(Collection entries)
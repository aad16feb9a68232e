use std::env;
use std::sync::Arc;

use anyhow::{Context, Result};
use chrono::{Duration, Utc};
use prism_anonymizer::{deanonymize, MatchingStrategy};
use prism_core::AnonymizationMapping;
use prism_storage::{MappingRepository, StoredMapping};
use tracing::{debug, info};
use uuid::Uuid;

pub const DEFAULT_MAPPING_TTL_SECONDS: i64 = 3600;

/// Keeps anonymization mappings under a session id so a later request can restore
/// the originals.
pub struct MappingSessions<R> {
    store: Arc<R>,
    ttl: Duration,
}

impl<R: MappingRepository> MappingSessions<R> {
    pub fn new(store: Arc<R>, ttl: Duration) -> Self {
        Self { store, ttl }
    }

    /// TTL from `PRISM_MAPPING_TTL_SECONDS`.
    pub fn from_env(store: Arc<R>) -> Self {
        let seconds = env::var("PRISM_MAPPING_TTL_SECONDS")
            .ok()
            .and_then(|value| value.parse::<i64>().ok())
            .filter(|seconds| *seconds > 0)
            .unwrap_or(DEFAULT_MAPPING_TTL_SECONDS);
        Self::new(store, Duration::seconds(seconds))
    }

    pub fn ttl(&self) -> Duration {
        self.ttl
    }

    /// Stores `mapping` under `session_id`, or a fresh id, and returns the id.
    pub async fn retain(
        &self,
        session_id: Option<&str>,
        mapping: AnonymizationMapping,
    ) -> Result<String> {
        let session_id = session_id
            .map(ToString::to_string)
            .unwrap_or_else(|| Uuid::new_v4().to_string());
        let now = Utc::now();
        let stored = StoredMapping {
            session_id: session_id.clone(),
            mapping,
            created_at: now,
            expires_at: now + self.ttl,
        };

        self.store
            .upsert_mapping(&stored)
            .await
            .with_context(|| format!("failed storing mapping for session {session_id}"))?;
        debug!(session_id = %session_id, entries = stored.mapping.len(), "mapping retained");
        Ok(session_id)
    }

    /// The live mapping for `session_id`. Expired mappings read as absent.
    pub async fn mapping(&self, session_id: &str) -> Result<Option<AnonymizationMapping>> {
        let stored = self
            .store
            .load_mapping(session_id)
            .await
            .with_context(|| format!("failed loading mapping for session {session_id}"))?;

        Ok(stored
            .filter(|stored| !stored.is_expired(Utc::now()))
            .map(|stored| stored.mapping))
    }

    /// Deanonymizes `text` with the session's mapping; unchanged when there is none.
    pub async fn restore(
        &self,
        session_id: &str,
        text: &str,
        strategy: MatchingStrategy,
    ) -> Result<String> {
        Ok(match self.mapping(session_id).await? {
            Some(mapping) => deanonymize(text, &mapping, strategy),
            None => text.to_string(),
        })
    }

    pub async fn forget(&self, session_id: &str) -> Result<bool> {
        self.store.remove_mapping(session_id).await
    }

    pub async fn purge_expired(&self) -> Result<u64> {
        let removed = self.store.purge_expired(Utc::now()).await?;
        if removed > 0 {
            info!(removed, "expired mappings purged");
        }
        Ok(removed)
    }
}
use prism_core::{IntentLabel, ParameterSchema};
use serde_json::{Map, Value};
use thiserror::Error;
use tracing::debug;

use crate::generation::{GenerationError, GenerationService};

#[derive(Debug, Error)]
pub enum ExtractionError {
    #[error("missing required parameters for '{intent}': {missing:?}")]
    MissingParameters {
        intent: String,
        missing: Vec<String>,
    },

    #[error("could not read parameters for '{intent}': {reason}")]
    Malformed { intent: String, reason: String },

    #[error(transparent)]
    Generation(#[from] GenerationError),
}

/// Turns the user's text into the arguments a handler expects.
pub trait ParameterExtractor<L: IntentLabel>: Send + Sync {
    async fn extract(&self, intent: L, text: &str) -> Result<Value, ExtractionError>;
}

/// Handlers that take no arguments.
#[derive(Debug, Clone, Copy, Default)]
pub struct NoParameters;

impl<L: IntentLabel> ParameterExtractor<L> for NoParameters {
    async fn extract(&self, _intent: L, _text: &str) -> Result<Value, ExtractionError> {
        Ok(Value::Object(Map::new()))
    }
}

/// Asks a generation service for a JSON object matching the intent's parameter schema.
pub struct SchemaPromptExtractor<G> {
    service: G,
}

impl<G: GenerationService> SchemaPromptExtractor<G> {
    pub fn new(service: G) -> Self {
        Self { service }
    }

    pub fn prompt(schema: &ParameterSchema, text: &str) -> String {
        let description = schema.description.as_deref().unwrap_or("");
        format!(
            "Extract the arguments for the function `{name}` from the user query.\n\
             {description}\n\
             Schema: {parameters}\n\
             Reply with a single JSON object and nothing else.\n\
             Query: {text}",
            name = schema.name,
            parameters = schema.parameters,
        )
    }
}

impl<L, G> ParameterExtractor<L> for SchemaPromptExtractor<G>
where
    L: IntentLabel,
    G: GenerationService,
{
    async fn extract(&self, intent: L, text: &str) -> Result<Value, ExtractionError> {
        let Some(schema) = intent.parameter_schema() else {
            return Ok(Value::Object(Map::new()));
        };

        let completion = self
            .service
            .generate(&Self::prompt(&schema, text))
            .await?;
        let parameters = parse_json_object(&completion).ok_or_else(|| {
            ExtractionError::Malformed {
                intent: intent.name().to_string(),
                reason: "completion held no JSON object".to_string(),
            }
        })?;
        debug!(intent = intent.name(), service = self.service.name(), "parameters extracted");

        check_required(intent, &schema, parameters)
    }
}

/// Fails when any `required` name of the schema is absent or null.
pub fn check_required<L: IntentLabel>(
    intent: L,
    schema: &ParameterSchema,
    parameters: Value,
) -> Result<Value, ExtractionError> {
    let missing = schema
        .required()
        .into_iter()
        .filter(|name| parameters.get(name).map_or(true, Value::is_null))
        .map(ToString::to_string)
        .collect::<Vec<_>>();

    if missing.is_empty() {
        Ok(parameters)
    } else {
        Err(ExtractionError::MissingParameters {
            intent: intent.name().to_string(),
            missing,
        })
    }
}

/// First `{..}` block of a completion, tolerating surrounding prose or code fences.
fn parse_json_object(completion: &str) -> Option<Value> {
    let start = completion.find('{')?;
    let end = completion.rfind('}')?;
    if end < start {
        return None;
    }
    serde_json::from_str::<Value>(&completion[start..=end])
        .ok()
        .filter(Value::is_object)
}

● Brief
Reproduce the entries above in full, verbatim.

● Reply
repository aad16feb9a68232e
use std::env;
use std::sync::Arc;

use anyhow::{Context, Result};
use chrono::{Duration, Utc};
use prism_anonymizer::{deanonymize, MatchingStrategy};
use prism_core::AnonymizationMapping;
use prism_storage::{MappingRepository, StoredMapping};
use tracing::{debug, info};
use uuid::Uuid;

pub const DEFAULT_MAPPING_TTL_SECONDS: i64 = 3600;

/// Keeps anonymization mappings under a session id so a later request can restore
/// the originals.
pub struct MappingSessions<R> {
    store: Arc<R>,
    ttl: Duration,
}

impl<R: MappingRepository> MappingSessions<R> {
    pub fn new(store: Arc<R>, ttl: Duration) -> Self {
        Self { store, ttl }
    }

    /// TTL from `PRISM_MAPPING_TTL_SECONDS`.
    pub fn from_env(store: Arc<R>) -> Self {
        let seconds = env::var("PRISM_MAPPING_TTL_SECONDS")
            .ok()
            .and_then(|value| value.parse::<i64>().ok())
            .filter(|seconds| *seconds > 0)
            .unwrap_or(DEFAULT_MAPPING_TTL_SECONDS);
        Self::new(store, Duration::seconds(seconds))
    }

    pub fn ttl(&self) -> Duration {
        self.ttl
    }

    /// Stores `mapping` under `session_id`, or a fresh id, and returns the id.
    pub async fn retain(
        &self,
        session_id: Option<&str>,
        mapping: AnonymizationMapping,
    ) -> Result<String> {
        let session_id = session_id
            .map(ToString::to_string)
            .unwrap_or_else(|| Uuid::new_v4().to_string());
        let now = Utc::now();
        let stored = StoredMapping {
            session_id: session_id.clone(),
            mapping,
            created_at: now,
            expires_at: now + self.ttl,
        };

        self.store
            .upsert_mapping(&stored)
            .await
            .with_context(|| format!("failed storing mapping for session {session_id}"))?;
        debug!(session_id = %session_id, entries = stored.mapping.len(), "mapping retained");
        Ok(session_id)
    }

    /// The live mapping for `session_id`. Expired mappings read as absent.
    pub async fn mapping(&self, session_id: &str) -> Result<Option<AnonymizationMapping>> {
        let stored = self
            .store
            .load_mapping(session_id)
            .await
            .with_context(|| format!("failed loading mapping for session {session_id}"))?;

        Ok(stored
            .filter(|stored| !stored.is_expired(Utc::now()))
            .map(|stored| stored.mapping))
    }

    /// Deanonymizes `text` with the session's mapping; unchanged when there is none.
    pub async fn restore(
        &self,
        session_id: &str,
        text: &str,
        strategy: MatchingStrategy,
    ) -> Result<String> {
        Ok(match self.mapping(session_id).await? {
            Some(mapping) => deanonymize(text, &mapping, strategy),
            None => text.to_string(),
        })
    }

    pub async fn forget(&self, session_id: &str) -> Result<bool> {
        self.store.remove_mapping(session_id).await
    }

    pub async fn purge_expired(&self) -> Result<u64> {
        let removed = self.store.purge_expired(Utc::now()).await?;
        if removed > 0 {
            info!(removed, "expired mappings purged");
        }
        Ok(removed)
    }
}
use prism_core::{IntentLabel, ParameterSchema};
use serde_json::{Map, Value};
use thiserror::Error;
use tracing::debug;

use crate::generation::{GenerationError, GenerationService};

#[derive(Debug, Error)]
pub enum ExtractionError {
    #[error("missing required parameters for '{intent}': {missing:?}")]
    MissingParameters {
        intent: String,
        missing: Vec<String>,
    },

    #[error("could not read parameters for '{intent}': {reason}")]
    Malformed { intent: String, reason: String },

    #[error(transparent)]
    Generation(#[from] GenerationError),
}

/// Turns the user's text into the arguments a handler expects.
pub trait ParameterExtractor<L: IntentLabel>: Send + Sync {
    async fn extract(&self, intent: L, text: &str) -> Result<Value, ExtractionError>;
}

/// Handlers that take no arguments.
#[derive(Debug, Clone, Copy, Default)]
pub struct NoParameters;

impl<L: IntentLabel> ParameterExtractor<L> for NoParameters {
    async fn extract(&self, _intent: L, _text: &str) -> Result<Value, ExtractionError> {
        Ok(Value::Object(Map::new()))
    }
}

/// Asks a generation service for a JSON object matching the intent's parameter schema.
pub struct SchemaPromptExtractor<G> {
    service: G,
}

impl<G: GenerationService> SchemaPromptExtractor<G> {
    pub fn new(service: G) -> Self {
        Self { service }
    }

    pub fn prompt(schema: &ParameterSchema, text: &str) -> String {
        let description = schema.description.as_deref().unwrap_or("");
        format!(
            "Extract the arguments for the function `{name}` from the user query.\n\
             {description}\n\
             Schema: {parameters}\n\
             Reply with a single JSON object and nothing else.\n\
             Query: {text}",
            name = schema.name,
            parameters = schema.parameters,
        )
    }
}

impl<L, G> ParameterExtractor<L> for SchemaPromptExtractor<G>
where
    L: IntentLabel,
    G: GenerationService,
{
    async fn extract(&self, intent: L, text: &str) -> Result<Value, ExtractionError> {
        let Some(schema) = intent.parameter_schema() else {
            return Ok(Value::Object(Map::new()));
        };

        let completion = self
            .service
            .generate(&Self::prompt(&schema, text))
            .await?;
        let parameters = parse_json_object(&completion).ok_or_else(|| {
            ExtractionError::Malformed {
                intent: intent.name().to_string(),
                reason: "completion held no JSON object".to_string(),
            }
        })?;
        debug!(intent = intent.name(), service = self.service.name(), "parameters extracted");

        check_required(intent, &schema, parameters)
    }
}

/// Fails when any `required` name of the schema is absent or null.
pub fn check_required<L: IntentLabel>(
    intent: L,
    schema: &ParameterSchema,
    parameters: Value,
) -> Result<Value, ExtractionError> {
    let missing = schema
        .required()
        .into_iter()
        .filter(|name| parameters.get(name).map_or(true, Value::is_null))
        .map(ToString::to_string)
        .collect::<Vec<_>>();

    if missing.is_empty() {
        Ok(parameters)
    } else {
        Err(ExtractionError::MissingParameters {
            intent: intent.name().to_string(),
            missing,
        })
    }
}

/// First `{..}` block of a completion, tolerating surrounding prose or code fences.
fn parse_json_object(completion: &str) -> Option<Value> {
    let start = completion.find('{')?;
    let end = completion.rfind('}')?;
    if end < start {
        return None;
    }
    serde_json::from_str::<Value>(&completion[start..=end])
        .ok()
        .filter(Value::is_object)
}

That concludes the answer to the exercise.